### DATA IN THIS EXERCISE ###
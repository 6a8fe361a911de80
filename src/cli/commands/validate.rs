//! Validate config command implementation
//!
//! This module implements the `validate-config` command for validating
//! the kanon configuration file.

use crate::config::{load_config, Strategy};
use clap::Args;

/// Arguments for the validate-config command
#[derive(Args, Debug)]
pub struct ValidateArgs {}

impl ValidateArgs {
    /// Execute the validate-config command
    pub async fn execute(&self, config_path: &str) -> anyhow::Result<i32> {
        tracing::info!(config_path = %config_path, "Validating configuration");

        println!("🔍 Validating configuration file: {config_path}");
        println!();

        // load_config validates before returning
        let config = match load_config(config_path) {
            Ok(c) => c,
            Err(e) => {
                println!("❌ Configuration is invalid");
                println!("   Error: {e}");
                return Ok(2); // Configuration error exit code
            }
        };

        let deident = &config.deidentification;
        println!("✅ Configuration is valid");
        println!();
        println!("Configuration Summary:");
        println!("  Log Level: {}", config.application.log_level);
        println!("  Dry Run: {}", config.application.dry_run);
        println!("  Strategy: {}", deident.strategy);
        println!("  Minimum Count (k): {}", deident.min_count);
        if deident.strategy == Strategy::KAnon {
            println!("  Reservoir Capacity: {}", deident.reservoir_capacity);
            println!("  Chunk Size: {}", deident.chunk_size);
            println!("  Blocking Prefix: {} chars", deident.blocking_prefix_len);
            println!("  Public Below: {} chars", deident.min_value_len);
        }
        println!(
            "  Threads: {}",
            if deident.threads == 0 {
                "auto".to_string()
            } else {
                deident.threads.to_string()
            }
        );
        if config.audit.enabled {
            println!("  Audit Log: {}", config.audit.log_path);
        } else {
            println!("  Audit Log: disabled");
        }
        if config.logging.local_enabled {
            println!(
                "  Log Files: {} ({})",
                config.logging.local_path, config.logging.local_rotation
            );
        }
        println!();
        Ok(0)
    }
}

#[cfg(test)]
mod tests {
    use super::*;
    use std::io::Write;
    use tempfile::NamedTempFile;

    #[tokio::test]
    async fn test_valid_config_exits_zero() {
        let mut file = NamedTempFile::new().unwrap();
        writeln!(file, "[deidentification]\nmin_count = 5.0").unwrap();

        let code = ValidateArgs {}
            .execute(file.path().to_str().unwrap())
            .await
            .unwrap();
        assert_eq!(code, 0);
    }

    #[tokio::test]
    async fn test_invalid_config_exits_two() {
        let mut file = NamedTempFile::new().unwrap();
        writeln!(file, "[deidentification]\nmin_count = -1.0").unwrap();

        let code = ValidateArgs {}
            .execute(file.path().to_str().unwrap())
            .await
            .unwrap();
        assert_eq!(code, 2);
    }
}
###
### DATA IN THIS EXERCISE ###
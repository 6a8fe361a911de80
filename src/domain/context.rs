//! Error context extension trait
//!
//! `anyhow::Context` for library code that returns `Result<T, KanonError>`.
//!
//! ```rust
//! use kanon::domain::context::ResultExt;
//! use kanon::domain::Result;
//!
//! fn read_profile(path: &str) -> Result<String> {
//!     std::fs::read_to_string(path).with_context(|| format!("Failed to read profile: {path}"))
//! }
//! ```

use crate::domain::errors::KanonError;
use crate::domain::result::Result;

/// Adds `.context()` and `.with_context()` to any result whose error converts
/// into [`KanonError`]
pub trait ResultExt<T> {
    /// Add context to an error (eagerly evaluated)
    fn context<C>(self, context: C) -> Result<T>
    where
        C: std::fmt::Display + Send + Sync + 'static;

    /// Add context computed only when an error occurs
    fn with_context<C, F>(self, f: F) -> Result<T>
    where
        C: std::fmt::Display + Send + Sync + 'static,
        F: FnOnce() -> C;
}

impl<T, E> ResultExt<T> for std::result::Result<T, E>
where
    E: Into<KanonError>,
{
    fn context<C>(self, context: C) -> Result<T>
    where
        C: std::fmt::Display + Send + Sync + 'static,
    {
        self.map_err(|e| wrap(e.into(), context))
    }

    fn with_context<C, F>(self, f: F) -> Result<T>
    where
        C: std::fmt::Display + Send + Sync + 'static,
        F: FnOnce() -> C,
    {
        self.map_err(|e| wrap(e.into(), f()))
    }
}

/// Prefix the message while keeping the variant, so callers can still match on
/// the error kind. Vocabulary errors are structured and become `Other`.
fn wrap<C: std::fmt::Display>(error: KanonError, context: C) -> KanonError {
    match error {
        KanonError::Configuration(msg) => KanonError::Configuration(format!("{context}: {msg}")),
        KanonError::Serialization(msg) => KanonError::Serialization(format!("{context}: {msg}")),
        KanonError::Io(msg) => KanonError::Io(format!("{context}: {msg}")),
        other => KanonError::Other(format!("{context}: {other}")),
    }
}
###
EXERCISE INSTRUCTIONS >> Your answer should consist of the lines above that hold the word "self".

TASK RESPONSE >>
    pub async fn execute(&self, config_path: &str) -> anyhow::Result<i32> {
    fn context<C>(self, context: C) -> Result<T>
    fn with_context<C, F>(self, f: F) -> Result<T>
    fn context<C>(self, context: C) -> Result<T>
        self.map_err(|e| wrap(e.into(), context))
    fn with_context<C, F>(self, f: F) -> Result<T>
        self.map_err(|e| wrap(e.into(), f()))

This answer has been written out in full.